Yes, because now many people know that the issue, particularly that of armed rebellion, is genuine and it has its roots in history. Even mainland experts have started accepting it as a political conflict rather than as a consequence of unemployment problem. The main groups, read the government and the militants, at least know each other’s demands and a few of their grievances as well. Both of them are doing well in their departments of propaganda too. However, for the record, it will do us a world of good if they start using the 21st century communication technology and do away with their thinking from 19th century.No, because the communication is too superficial and the existing problems of politics, society and economy have not been able to provide a durable solution. It has been in terms of, not years, but decades that armed conflict has prevailed while attack, counterattack and the resulting mess have torn apart any sense of rationality and the social fabrics in the province. Still, media has been putting the contestants on the public space, opposing propaganda to a certain level, reducing hostilities and publicising the gravity of existing conditions while informing the stakeholders and the public alike. During crises too, when the warring parties are in a stalemate, unwilling to talk it out, media offers a substitute source of communication.
Across the globe, media has been a competent broker while the impediments to its functioning are mostly external.
Global bodies like the United Nations Educational, Scientific and Cultural Organisation (UNESCO) and others have recognised the significance of promoting a solution like offering independent media in conflict situations. It is documented that its aid to media in Southeast Europe, Angola, the Great Lakes Region in Africa, West Asia, East Timor, and Afghanistan has enhanced peace building and reconciliation processes. Their philosophy is guided by the belief that ‘information communication technology and media are important tools in fostering dialogue, mutual understanding, self-expression, peace and reconciliation’.
Yet, back home, we have been unable to assess or quantify the position of media in ending all this madness. On one hand, its objectivity has only been able to offer impartial information; and on the other, this is too lacking in cases like that of Manipur. Threats over the phone, hand-grenade ‘gifts’, high-handedness of both legal and illegal authority, manipulation by the government, to name a few, have taken a toll on the objectivity and accuracy of the media. After all, everything boils down to the question of making a living and the futility of taking the risk ‘unnecessarily’!
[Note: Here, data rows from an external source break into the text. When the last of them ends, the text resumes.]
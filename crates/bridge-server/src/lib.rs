mod cors;
mod health;

use std::net::SocketAddr;

use axum::{Router, routing};
use bridge_config::Config;
use bridge_messages::MessagesState;
use tower_http::trace::TraceLayer;

/// Assembled server with all routes and middleware
pub struct Server {
    router: Router,
    listen_address: SocketAddr,
}

impl Server {
    /// Build the server from configuration
    ///
    /// # Errors
    ///
    /// Returns an error if the permission policy cannot be built from the
    /// configured directories
    pub fn new(config: Config) -> anyhow::Result<Self> {
        let listen_address = config.server.listen_address();
        let messages_state = MessagesState::from_config(&config)?;

        let mut app = Router::new();

        let health = &config.server.health;
        if health.enabled {
            app = if health.check_cli {
                app.route(
                    &health.path,
                    routing::get(health::cli_health_handler)
                        .with_state(health::CliHealth::new(config.cli.path.clone())),
                )
            } else {
                app.route(&health.path, routing::get(health::health_handler))
            };
        }

        app = app.merge(bridge_messages::messages_router(messages_state));

        app = app.layer(TraceLayer::new_for_http());

        if let Some(ref cors_config) = config.server.cors {
            app = app.layer(cors::cors_layer(cors_config));
        }

        tracing::debug!(
            cli = %config.cli.path.display(),
            permission_mode = %config.permissions.mode,
            allowed_tools = ?config.permissions.allowed_tools,
            allowed_directories = ?config.permissions.allowed_directories,
            "server assembled"
        );

        Ok(Self {
            router: app,
            listen_address,
        })
    }

    /// Get the configured listen address
    #[must_use]
    pub const fn listen_address(&self) -> SocketAddr {
        self.listen_address
    }

    /// Consume the server and return the inner router
    ///
    /// Useful for testing when the caller manages the listener
    pub fn into_router(self) -> Router {
        self.router
    }

    /// Start serving requests
    ///
    /// Blocks until the cancellation token is triggered. In-flight requests
    /// are allowed to finish; their CLI processes are cancelled only if the
    /// client goes away.
    ///
    /// # Errors
    ///
    /// Returns an error if binding the TCP listener or serving fails
    pub async fn serve(self, shutdown: tokio_util::sync::CancellationToken) -> anyhow::Result<()> {
        let listener = tokio::net::TcpListener::bind(self.listen_address).await?;
        let local_addr = listener.local_addr()?;
        tracing::info!(%local_addr, "server listening");

        axum::serve(listener, self.router)
            .with_graceful_shutdown(async move {
                shutdown.cancelled().await;
                tracing::info!("graceful shutdown initiated");
            })
            .await?;

        Ok(())
    }
}

#[cfg(all(test, unix))]
mod tests {
    use std::os::unix::fs::PermissionsExt;
    use std::path::{Path, PathBuf};

    use axum::body::{Body, to_bytes};
    use http::{Method, Request, StatusCode, header};
    use serde_json::Value;
    use tower::ServiceExt;

    use super::*;

    fn fake_cli(dir: &Path, body: &str) -> PathBuf {
        let path = dir.join("claude");
        std::fs::write(&path, format!("#!/bin/sh\n{body}\n")).unwrap();
        std::fs::set_permissions(&path, std::fs::Permissions::from_mode(0o755)).unwrap();
        path
    }

    fn config(toml: &str, cli: &Path) -> Config {
        let mut config = Config::from_toml(toml).unwrap();
        config.cli.path = cli.to_path_buf();
        config
    }

    async fn get(router: Router, path: &str) -> (StatusCode, Vec<u8>) {
        let response = router
            .oneshot(Request::get(path).body(Body::empty()).unwrap())
            .await
            .unwrap();
        let status = response.status();
        (status, to_bytes(response.into_body(), usize::MAX).await.unwrap().to_vec())
    }

    #[tokio::test]
    async fn plain_health_check() {
        let dir = tempfile::tempdir().unwrap();
        let cli = fake_cli(dir.path(), "exit 1");
        let router = Server::new(config("", &cli)).unwrap().into_router();

        let (status, body) = get(router, "/health").await;
        assert_eq!(status, StatusCode::OK);
        assert_eq!(body, b"ok");
    }

    #[tokio::test]
    async fn health_check_can_be_moved_or_disabled() {
        let dir = tempfile::tempdir().unwrap();
        let cli = fake_cli(dir.path(), "exit 1");

        let moved = Server::new(config("[server.health]\npath = \"/healthz\"", &cli))
            .unwrap()
            .into_router();
        assert_eq!(get(moved, "/healthz").await.0, StatusCode::OK);

        let disabled = Server::new(config("[server.health]\nenabled = false", &cli))
            .unwrap()
            .into_router();
        assert_eq!(get(disabled, "/health").await.0, StatusCode::NOT_FOUND);
    }

    #[tokio::test]
    async fn cli_health_check_reports_version() {
        let dir = tempfile::tempdir().unwrap();
        let cli = fake_cli(dir.path(), "echo '2.0.14 (Claude Code)'");
        let router = Server::new(config("[server.health]\ncheck_cli = true", &cli))
            .unwrap()
            .into_router();

        let (status, body) = get(router, "/health").await;
        assert_eq!(status, StatusCode::OK);
        let body: Value = serde_json::from_slice(&body).unwrap();
        assert_eq!(body["status"], "ok");
        assert_eq!(body["cli_version"], "2.0.14 (Claude Code)");
    }

    #[tokio::test]
    async fn cli_health_check_fails_without_cli() {
        let mut config = Config::from_toml("[server.health]\ncheck_cli = true").unwrap();
        config.cli.path = PathBuf::from("/nonexistent/claude");
        let router = Server::new(config).unwrap().into_router();

        let (status, body) = get(router, "/health").await;
        assert_eq!(status, StatusCode::SERVICE_UNAVAILABLE);
        let body: Value = serde_json::from_slice(&body).unwrap();
        assert_eq!(body["status"], "unavailable");
        assert!(body["error"].as_str().unwrap().contains("/nonexistent/claude"));
    }

    #[tokio::test]
    async fn cors_preflight_is_answered() {
        let dir = tempfile::tempdir().unwrap();
        let cli = fake_cli(dir.path(), "exit 1");
        let router = Server::new(config(
            "[server.cors]\norigins = [\"https://app.example.com\"]\nmax_age = 600",
            &cli,
        ))
        .unwrap()
        .into_router();

        let response = router
            .oneshot(
                Request::builder()
                    .method(Method::OPTIONS)
                    .uri(bridge_messages::MESSAGES_PATH)
                    .header(header::ORIGIN, "https://app.example.com")
                    .header(header::ACCESS_CONTROL_REQUEST_METHOD, "POST")
                    .body(Body::empty())
                    .unwrap(),
            )
            .await
            .unwrap();

        assert_eq!(response.status(), StatusCode::OK);
        assert_eq!(
            response.headers()[header::ACCESS_CONTROL_ALLOW_ORIGIN],
            "https://app.example.com"
        );
        assert_eq!(response.headers()[header::ACCESS_CONTROL_MAX_AGE], "600");
    }
}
If the militants are hell-bent on kangaroo courts, the government is barefaced as always, covering up its insensitivity repeatedly with the latest being in its secrecy in the framework agreement that it signed with the National Socialist Council of Nagaland (IM faction) in August 2015. State government or the union, it is just like ising and water: different name, but the same thing. It also seems nobody wants to tell the truth but the media—though it is handicapped by the authority’s power to give access to the information or deny it.
Media experts point out that the approaches of opponents in conflict zones follow a certain norm. State actors, who are entitled more power on virtue of its legitimacy, try to play down an issue. Non-state actors, or the weaker opponent, focus on publicity and building a network. Here, it is worthy to differentiate between the national/global media and the local media. The former is occupied with its motive for intervention in policy formulation, governmental issues and other stories that are sketched on a broader canvas on one side.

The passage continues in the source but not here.